> [Goal of the exercise]
Whichever lines of the entries hold the word "tracing" should be identified and copied.

Records excerpted from a collection:
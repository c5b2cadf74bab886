//! CRUD over a single resource, including declared sub-relationship saves.
//!
//! Mutations take a `&mut PgConnection` so the caller owns the transaction:
//! begin before the plain-field write, commit only after every relationship
//! write succeeded, roll back on any error. The repository itself never
//! begins or commits.

use crate::error::ApiError;
use crate::query::builder::{placeholder, qualified_table, quoted, select_column_list};
use crate::query::params::PgBindValue;
use crate::resource::{RelationshipDescriptor, Resource, SaveStrategy};
use crate::service::source::row_to_json;
use serde_json::{Map, Value};
use sqlx::{PgConnection, PgPool};

fn table(resource: &Resource) -> String {
    qualified_table(&resource.schema, &resource.table)
}

pub struct EntityRepository;

impl EntityRepository {
    /// Fetch one entity by primary key, or by `by_field` when given.
    pub async fn get(
        pool: &PgPool,
        resource: &Resource,
        id: &Value,
        by_field: Option<&str>,
    ) -> Result<Value, ApiError> {
        let field = by_field.unwrap_or(&resource.pk_column);
        let cast = resource.column(field).and_then(|c| c.pg_type.as_deref());
        let sql = format!(
            "SELECT {} FROM {} WHERE {} = {}",
            select_column_list(resource),
            table(resource),
            quoted(field),
            placeholder(1, cast)
        );
        tracing::debug!(sql = %sql, "get");
        let row = sqlx::query(&sql)
            .bind(PgBindValue::from_json(id))
            .fetch_optional(pool)
            .await?;
        row.map(|r| row_to_json(&r))
            .ok_or_else(|| ApiError::NotFound(format!("{} {}", resource.name, id)))
    }

    /// Insert the plain attributes, then apply each declared relationship.
    pub async fn create(
        tx: &mut PgConnection,
        resource: &Resource,
        attributes: &Map<String, Value>,
    ) -> Result<Value, ApiError> {
        let plain = plain_attributes(resource, attributes);
        let mut params: Vec<PgBindValue> = Vec::new();
        let mut cols = Vec::new();
        let mut placeholders = Vec::new();
        for c in &resource.columns {
            let val = plain.get(&c.name);
            if val.is_none() && (c.name == resource.pk_column || c.has_default) {
                continue;
            }
            params.push(val.map(PgBindValue::from_json).unwrap_or(PgBindValue::Null));
            placeholders.push(placeholder(params.len(), c.pg_type.as_deref()));
            cols.push(quoted(&c.name));
        }
        let sql = format!(
            "INSERT INTO {} ({}) VALUES ({}) RETURNING {}",
            table(resource),
            cols.join(", "),
            placeholders.join(", "),
            select_column_list(resource)
        );
        let mut entity = execute_returning_one(tx, &sql, &params)
            .await?
            .ok_or(ApiError::Db(sqlx::Error::RowNotFound))?;

        Self::apply_relationships(tx, resource, &mut entity, attributes).await?;
        Ok(entity)
    }

    /// Update the plain attributes of an already-fetched entity, then apply
    /// each declared relationship present in the payload.
    pub async fn update(
        tx: &mut PgConnection,
        resource: &Resource,
        current: &Value,
        attributes: &Map<String, Value>,
    ) -> Result<Value, ApiError> {
        let id = current
            .get(&resource.pk_column)
            .cloned()
            .ok_or_else(|| ApiError::BusinessRule("entity should exist".into()))?;

        let plain = plain_attributes(resource, attributes);
        let mut params: Vec<PgBindValue> = Vec::new();
        let mut sets = Vec::new();
        for c in &resource.columns {
            if c.name == resource.pk_column {
                continue;
            }
            let Some(v) = plain.get(&c.name) else { continue };
            params.push(PgBindValue::from_json(v));
            sets.push(format!(
                "{} = {}",
                quoted(&c.name),
                placeholder(params.len(), c.pg_type.as_deref())
            ));
        }
        if resource.has_column("updated_at") {
            sets.push(format!("{} = NOW()", quoted("updated_at")));
        }

        let mut entity = if sets.is_empty() {
            current.clone()
        } else {
            let pk_cast = resource
                .column(&resource.pk_column)
                .and_then(|c| c.pg_type.as_deref());
            params.push(PgBindValue::from_json(&id));
            let sql = format!(
                "UPDATE {} SET {} WHERE {} = {} RETURNING {}",
                table(resource),
                sets.join(", "),
                quoted(&resource.pk_column),
                placeholder(params.len(), pk_cast),
                select_column_list(resource)
            );
            execute_returning_one(tx, &sql, &params)
                .await?
                .ok_or_else(|| ApiError::NotFound(format!("{} {}", resource.name, id)))?
        };

        Self::apply_relationships(tx, resource, &mut entity, attributes).await?;
        Ok(entity)
    }

    /// Delete by primary key; returns the deleted row.
    pub async fn delete(
        tx: &mut PgConnection,
        resource: &Resource,
        id: &Value,
    ) -> Result<Value, ApiError> {
        let pk_cast = resource
            .column(&resource.pk_column)
            .and_then(|c| c.pg_type.as_deref());
        let sql = format!(
            "DELETE FROM {} WHERE {} = {} RETURNING {}",
            table(resource),
            quoted(&resource.pk_column),
            placeholder(1, pk_cast),
            select_column_list(resource)
        );
        let params = vec![PgBindValue::from_json(id)];
        execute_returning_one(tx, &sql, &params)
            .await?
            .ok_or_else(|| ApiError::NotFound(format!("{} {}", resource.name, id)))
    }

    /// Apply every declared relationship whose attribute is present in the
    /// payload: optional clear, then the save strategy, then refresh the
    /// relation into the entity JSON under the attribute name.
    async fn apply_relationships(
        tx: &mut PgConnection,
        resource: &Resource,
        entity: &mut Value,
        attributes: &Map<String, Value>,
    ) -> Result<(), ApiError> {
        let parent_id = entity
            .get(&resource.pk_column)
            .cloned()
            .ok_or(ApiError::Db(sqlx::Error::RowNotFound))?;

        for rel in &resource.relationships {
            let Some(payload) = attributes.get(&rel.attribute) else {
                continue;
            };
            let items: Vec<&Value> = match payload {
                Value::Array(arr) => arr.iter().collect(),
                single => vec![single],
            };

            if rel.clear_before_saving || rel.strategy == SaveStrategy::Sync {
                clear_relation(tx, rel, &parent_id).await?;
            }

            match rel.strategy {
                SaveStrategy::Create => {
                    for item in &items {
                        insert_child(tx, rel, &parent_id, item).await?;
                    }
                }
                SaveStrategy::Attach | SaveStrategy::Sync => {
                    attach_children(tx, rel, &parent_id, &items).await?;
                }
            }

            let related = load_relation(tx, rel, &parent_id).await?;
            if let Value::Object(map) = entity {
                map.insert(rel.attribute.clone(), Value::Array(related));
            }
        }
        Ok(())
    }
}

/// Attributes minus the declared relationship attributes.
fn plain_attributes(resource: &Resource, attributes: &Map<String, Value>) -> Map<String, Value> {
    let relationship_fields = resource.relationship_attributes();
    attributes
        .iter()
        .filter(|(k, _)| !relationship_fields.contains(&k.as_str()))
        .map(|(k, v)| (k.clone(), v.clone()))
        .collect()
}

async fn execute_returning_one(
    tx: &mut PgConnection,
    sql: &str,
    params: &[PgBindValue],
) -> Result<Option<Value>, ApiError> {
    tracing::debug!(sql = %sql, params = ?params, "query (tx)");
    let mut query = sqlx::query(sql);
    for p in params {
        query = query.bind(p.clone());
    }
    let row = query.fetch_optional(&mut *tx).await?;
    Ok(row.map(|r| row_to_json(&r)))
}

async fn clear_relation(
    tx: &mut PgConnection,
    rel: &RelationshipDescriptor,
    parent_id: &Value,
) -> Result<(), ApiError> {
    let sql = match rel.strategy {
        // Created rows belong to the parent; clearing removes them.
        SaveStrategy::Create => format!(
            "DELETE FROM {} WHERE {} = $1",
            quoted(&rel.relation.table),
            quoted(&rel.relation.fk_column)
        ),
        // Attached rows exist independently; clearing detaches them.
        SaveStrategy::Attach | SaveStrategy::Sync => format!(
            "UPDATE {} SET {} = NULL WHERE {} = $1",
            quoted(&rel.relation.table),
            quoted(&rel.relation.fk_column),
            quoted(&rel.relation.fk_column)
        ),
    };
    tracing::debug!(sql = %sql, "clear relation");
    sqlx::query(&sql)
        .bind(PgBindValue::from_json(parent_id))
        .execute(&mut *tx)
        .await?;
    Ok(())
}

async fn insert_child(
    tx: &mut PgConnection,
    rel: &RelationshipDescriptor,
    parent_id: &Value,
    item: &Value,
) -> Result<(), ApiError> {
    let Value::Object(fields) = item else {
        return Err(ApiError::invalid(format!(
            "{} items must be objects",
            rel.attribute
        )));
    };
    let mut params = vec![PgBindValue::from_json(parent_id)];
    let mut cols = vec![quoted(&rel.relation.fk_column)];
    let mut placeholders = vec!["$1".to_string()];
    // Keys are quoted as identifiers; an unknown column surfaces as a
    // database error and rolls the transaction back.
    for (k, v) in fields {
        if *k == rel.relation.fk_column {
            continue;
        }
        params.push(PgBindValue::from_json(v));
        cols.push(quoted(k));
        placeholders.push(format!("${}", params.len()));
    }
    let sql = format!(
        "INSERT INTO {} ({}) VALUES ({})",
        quoted(&rel.relation.table),
        cols.join(", "),
        placeholders.join(", ")
    );
    tracing::debug!(sql = %sql, "insert child");
    let mut query = sqlx::query(&sql);
    for p in &params {
        query = query.bind(p.clone());
    }
    query.execute(&mut *tx).await?;
    Ok(())
}

async fn attach_children(
    tx: &mut PgConnection,
    rel: &RelationshipDescriptor,
    parent_id: &Value,
    items: &[&Value],
) -> Result<(), ApiError> {
    if items.is_empty() {
        return Ok(());
    }
    // Items are child ids, or objects carrying the child pk.
    let mut ids: Vec<Value> = Vec::with_capacity(items.len());
    for item in items {
        let id = match item {
            Value::Object(map) => map.get(&rel.relation.pk_column).cloned(),
            other => Some((*other).clone()),
        };
        ids.push(id.ok_or_else(|| {
            ApiError::invalid(format!(
                "{} items must carry '{}'",
                rel.attribute, rel.relation.pk_column
            ))
        })?);
    }
    let mut params = vec![PgBindValue::from_json(parent_id)];
    let placeholders: Vec<String> = ids
        .iter()
        .map(|id| {
            params.push(PgBindValue::from_json(id));
            format!("${}", params.len())
        })
        .collect();
    let sql = format!(
        "UPDATE {} SET {} = $1 WHERE {} IN ({})",
        quoted(&rel.relation.table),
        quoted(&rel.relation.fk_column),
        quoted(&rel.relation.pk_column),
        placeholders.join(", ")
    );
    tracing::debug!(sql = %sql, "attach children");
    let mut query = sqlx::query(&sql);
    for p in &params {
        query = query.bind(p.clone());
    }
    query.execute(&mut *tx).await?;
    Ok(())
}

async fn load_relation(
    tx: &mut PgConnection,
    rel: &RelationshipDescriptor,
    parent_id: &Value,
) -> Result<Vec<Value>, ApiError> {
    let sql = format!(
        "SELECT * FROM {} WHERE {} = $1 ORDER BY {}",
        quoted(&rel.relation.table),
        quoted(&rel.relation.fk_column),
        quoted(&rel.relation.pk_column)
    );
    let rows = sqlx::query(&sql)
        .bind(PgBindValue::from_json(parent_id))
        .fetch_all(&mut *tx)
        .await?;
    Ok(rows.iter().map(row_to_json).collect())
}

#[cfg(test)]
mod tests {
    use super::*;
    use crate::resource::{ColumnDef, RelationTarget};

    fn post_with_comments() -> Resource {
        let mut r = Resource::new("Post", "posts", "posts");
        r.columns = vec![
            ColumnDef::new("id").with_default(),
            ColumnDef::new("title"),
            ColumnDef::new("body"),
        ];
        r.relationships = vec![RelationshipDescriptor {
            attribute: "comments".into(),
            relation: RelationTarget {
                table: "comments".into(),
                fk_column: "post_id".into(),
                pk_column: "id".into(),
            },
            strategy: SaveStrategy::Create,
            clear_before_saving: false,
        }];
        r
    }

    #[test]
    fn plain_attributes_exclude_relationship_fields() {
        let r = post_with_comments();
        let attrs: Map<String, Value> = serde_json::from_str(
            r#"{"title": "t", "body": "b", "comments": [{"text": "hi"}]}"#,
        )
        .unwrap();
        let plain = plain_attributes(&r, &attrs);
        assert!(plain.contains_key("title"));
        assert!(plain.contains_key("body"));
        assert!(!plain.contains_key("comments"));
    }
}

> [Result]
        tracing::debug!(sql = %sql, "get");
    tracing::debug!(sql = %sql, params = ?params, "query (tx)");
    tracing::debug!(sql = %sql, "clear relation");
    tracing::debug!(sql = %sql, "insert child");
    tracing::debug!(sql = %sql, "attach children");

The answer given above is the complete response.